First, let me get one thing out of the way; everything that I am about to say is from my own opinion and experience. I confess that I fancy myself a student of philosophy, and if I’ve learned anything from it, it’s to accept both my own ignorance and to see things as they are, rather than how I would like them to be.
I credit Socrates, the father of philosophy himself, for these most profound of insights.
I put this disclaimer here at the beginning so that this article reads less like a preachy philosophy seminar and more as an attempt to sort through my own conclusions about the philosophy I’ve studied and its applicability to mental health.
With the holiday season in full swing, it often carries with it seasonal depression for many people, and I want to address that the best way I know how.
The Enchiridion by Epictetus is one of the most profound works that has ever influenced my worldview. Even though the work itself is rather short, I’ll outline it briefly. The main question it asks is: How best can we achieve happiness? True freedom is to focus on things that depend on our own actions and to let go of the things that do not concern us.
Our judgments of things determine our feelings, not the things themselves. Negative judgments of things make us unhappy. Self-awareness grants balance and a certain emotional “invincibility.” Epictetus codified these many insights into a short guide that has become the core text of the Stoic philosophy.
With the benefit of hindsight, I realize now that basically my entire life up to my year off had been lived for someone else to one degree or another. Most of the time, this feeling stemmed from the fundamentally benevolent attempts of my parents to ensure that I succeeded, yet I still felt like a passenger along for the ride for the majority of my childhood.
Despite achieving the things that I was told to accomplish, I felt a vague anxiety about what would happen when I would be forced to make my own decisions.

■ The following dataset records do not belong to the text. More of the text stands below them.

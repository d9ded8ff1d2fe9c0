use std::ffi::CStr;

use ash::vk;

use crate::error::ResourceError;

///Upper bound on simultaneously bound color attachments that the default pipeline
/// state is prepared for.
pub const MAX_COLOR_ATTACHMENTS: u32 = 8;

///One shader stage of a pipeline. The module is created and owned by the caller,
/// usually from reflected or embedded SPIR-V.
#[derive(Clone, Copy, Debug)]
pub struct ShaderStage<'a> {
    pub stage: vk::ShaderStageFlags,
    pub module: vk::ShaderModule,
    pub entry: &'a CStr,
}

///Builds the stage create infos for a pipeline from a list of [ShaderStage]s, in order.
pub fn shader_stage_infos<'a>(
    stages: &[ShaderStage<'a>],
) -> Vec<vk::PipelineShaderStageCreateInfo<'a>> {
    stages
        .iter()
        .map(|stage| {
            vk::PipelineShaderStageCreateInfo::default()
                .stage(stage.stage)
                .module(stage.module)
                .name(stage.entry)
        })
        .collect()
}

///Owns the default fixed-function state arrays a graphics pipeline create info
/// points into. Covers the common case of dynamic-rendering pipelines: triangle
/// list, fill mode with back face culling, no blending, viewport and scissor
/// dynamic.
///
/// Keep this alive for as long as create infos derived from it are in use.
pub struct GraphicsPipelineDefaults {
    blend_attachments: Vec<vk::PipelineColorBlendAttachmentState>,
    dynamic_states: [vk::DynamicState; 2],
    sample_count: vk::SampleCountFlags,
    has_depth_stencil: bool,
}

impl GraphicsPipelineDefaults {
    pub fn new(
        color_attachment_count: u32,
        has_depth_stencil: bool,
        sample_count: vk::SampleCountFlags,
    ) -> Result<Self, ResourceError> {
        if color_attachment_count > MAX_COLOR_ATTACHMENTS {
            return Err(ResourceError::TooManyColorAttachments {
                requested: color_attachment_count,
                max: MAX_COLOR_ATTACHMENTS,
            });
        }

        let blend_attachment = vk::PipelineColorBlendAttachmentState::default().color_write_mask(
            vk::ColorComponentFlags::R
                | vk::ColorComponentFlags::G
                | vk::ColorComponentFlags::B
                | vk::ColorComponentFlags::A,
        );

        Ok(GraphicsPipelineDefaults {
            blend_attachments: vec![blend_attachment; color_attachment_count as usize],
            dynamic_states: [vk::DynamicState::VIEWPORT, vk::DynamicState::SCISSOR],
            sample_count,
            has_depth_stencil,
        })
    }

    ///Assembles the per-stage state blocks. The returned value borrows the arrays
    /// owned by `self`.
    pub fn state(&self) -> GraphicsPipelineState<'_> {
        GraphicsPipelineState {
            vertex_input: vk::PipelineVertexInputStateCreateInfo::default(),
            input_assembly: vk::PipelineInputAssemblyStateCreateInfo::default()
                .topology(vk::PrimitiveTopology::TRIANGLE_LIST),
            viewport: vk::PipelineViewportStateCreateInfo::default()
                .viewport_count(1)
                .scissor_count(1),
            rasterization: vk::PipelineRasterizationStateCreateInfo::default()
                .polygon_mode(vk::PolygonMode::FILL)
                .cull_mode(vk::CullModeFlags::BACK)
                .line_width(1.0),
            multisample: vk::PipelineMultisampleStateCreateInfo::default()
                .rasterization_samples(self.sample_count),
            depth_stencil: self
                .has_depth_stencil
                .then(vk::PipelineDepthStencilStateCreateInfo::default),
            color_blend: vk::PipelineColorBlendStateCreateInfo::default()
                .attachments(&self.blend_attachments),
            dynamic: vk::PipelineDynamicStateCreateInfo::default()
                .dynamic_states(&self.dynamic_states),
        }
    }
}

///The assembled fixed-function state blocks of one graphics pipeline.
pub struct GraphicsPipelineState<'a> {
    pub vertex_input: vk::PipelineVertexInputStateCreateInfo<'a>,
    pub input_assembly: vk::PipelineInputAssemblyStateCreateInfo<'a>,
    pub viewport: vk::PipelineViewportStateCreateInfo<'a>,
    pub rasterization: vk::PipelineRasterizationStateCreateInfo<'a>,
    pub multisample: vk::PipelineMultisampleStateCreateInfo<'a>,
    pub depth_stencil: Option<vk::PipelineDepthStencilStateCreateInfo<'a>>,
    pub color_blend: vk::PipelineColorBlendStateCreateInfo<'a>,
    pub dynamic: vk::PipelineDynamicStateCreateInfo<'a>,
}

impl<'a> GraphicsPipelineState<'a> {
    ///Wires `stages`, `layout` and the state blocks into a create info. The result
    /// borrows `self` and `stages`.
    pub fn create_info(
        &'a self,
        stages: &'a [vk::PipelineShaderStageCreateInfo<'a>],
        layout: vk::PipelineLayout,
    ) -> vk::GraphicsPipelineCreateInfo<'a> {
        let mut create_info = vk::GraphicsPipelineCreateInfo::default()
            .stages(stages)
            .vertex_input_state(&self.vertex_input)
            .input_assembly_state(&self.input_assembly)
            .viewport_state(&self.viewport)
            .rasterization_state(&self.rasterization)
            .multisample_state(&self.multisample)
            .color_blend_state(&self.color_blend)
            .dynamic_state(&self.dynamic)
            .layout(layout);

        if let Some(depth_stencil) = &self.depth_stencil {
            create_info = create_info.depth_stencil_state(depth_stencil);
        }

        create_info
    }
}

#[cfg(test)]
mod tests {
    use super::*;

    #[test]
    fn rejects_too_many_color_attachments() {
        let err = GraphicsPipelineDefaults::new(9, false, vk::SampleCountFlags::TYPE_1)
            .map(|_| ())
            .unwrap_err();
        assert!(matches!(
            err,
            ResourceError::TooManyColorAttachments {
                requested: 9,
                max: MAX_COLOR_ATTACHMENTS
            }
        ));
    }

    #[test]
    fn default_state_wiring() {
        let defaults =
            GraphicsPipelineDefaults::new(3, true, vk::SampleCountFlags::TYPE_4).unwrap();
        let state = defaults.state();

        assert_eq!(state.color_blend.attachment_count, 3);
        assert_eq!(
            state.multisample.rasterization_samples,
            vk::SampleCountFlags::TYPE_4
        );
        assert!(state.depth_stencil.is_some());

        let stages: [vk::PipelineShaderStageCreateInfo; 0] = [];
        let create_info = state.create_info(&stages, vk::PipelineLayout::null());
        assert!(!create_info.p_depth_stencil_state.is_null());
        assert!(!create_info.p_dynamic_state.is_null());
    }

    #[test]
    fn depth_stencil_block_is_optional() {
        let defaults =
            GraphicsPipelineDefaults::new(1, false, vk::SampleCountFlags::TYPE_1).unwrap();
        let state = defaults.state();
        assert!(state.depth_stencil.is_none());

        let stages: [vk::PipelineShaderStageCreateInfo; 0] = [];
        let create_info = state.create_info(&stages, vk::PipelineLayout::null());
        assert!(create_info.p_depth_stencil_state.is_null());
    }
}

I would push down the feeling of impending doom that grew slowly but surely until it culminated in me being forced to take time off from school, initially against my will. My mental state felt like a house of cards that had finally fallen down, and college, in general, felt like a cliff that I was struggling not to fall off of.
While I never actually went insane, there were times when I felt uncomfortably close to it.
The Stoic approach helped me greatly in letting go of worry in general, and especially of things that were beyond my control. By focusing only on what I could do to fix my problems and not what other people might think, say, or do, I gained a clarity of vision that would otherwise have left me paralyzed with an obsession over negative possibilities. When I realized that all I could do was my best, I gained a small, yet vital sense of control over my own life that I had never had before.
During my year off, I began approaching problems from what I could do about them. At work, despite the tensions from the job itself and the at times toxic social dynamic, I persevered by focusing on my own job performance and being a friend to anyone who needed one.
When a second-year friend of mine died, I felt irrationally guilty about not being closer to him than I had the opportunity to. When a family friend died almost exactly one year later, I realized that letting go of guilt and treasuring the friendship that we DID have provided emotional serenity. When my parents got divorced, I thankfully was at a point where I didn’t blame myself for the failure of their marriage.
However, it still weighed heavy on my mind and affected my mood and job performance. As with all things, it took time before I accepted the way things were and stopped tormenting myself with might-have-beens.
Throughout all of this, I never actually considered suicide, although I did think about it in the abstract. Whenever dark thoughts were my main company, suicide never provided any answers or consolation, as I knew it would only bring more pain to those around me. It seemed like a permanent solution to problems that were only temporary, and one that couldn’t be taken back or learned from.
Above all, Stoicism has helped me cultivate a little of the emotional “invincibility” that characterized Socrates’ worldview. While I certainly wouldn’t consider myself emotionally invincible by any stretch, I do think of myself as more emotionally resilient than ever before.
Things like finals week, picking a major, applying for internships, and planning for the future can be particularly stressful. Even the daily grind can feel repetitive and psychologically detrimental. When the pressure starts tightening, I return to the resolution that I’m just doing the best I can. Stoicism gets me through the day.
One last thing; if you ever feel like life weighs you down too much, please ask for help. I can’t stress enough how important this is. I didn’t do any of the things I mentioned above without help, and no one should expect themselves to be capable of going through life without accepting help when necessary.
Recently, the death of K-Pop star Kim Jong-hyun shocked the world and many of my friends who appreciated his music feel his death particularly painfully.
Unfortunately, he represents a long line of artists who committed suicide rather than fight against the world any longer. While I don’t propose that Stoicism would have saved his life, perhaps it could prevent others from living in such a way that they feel they have to kill themselves rather than face their demons.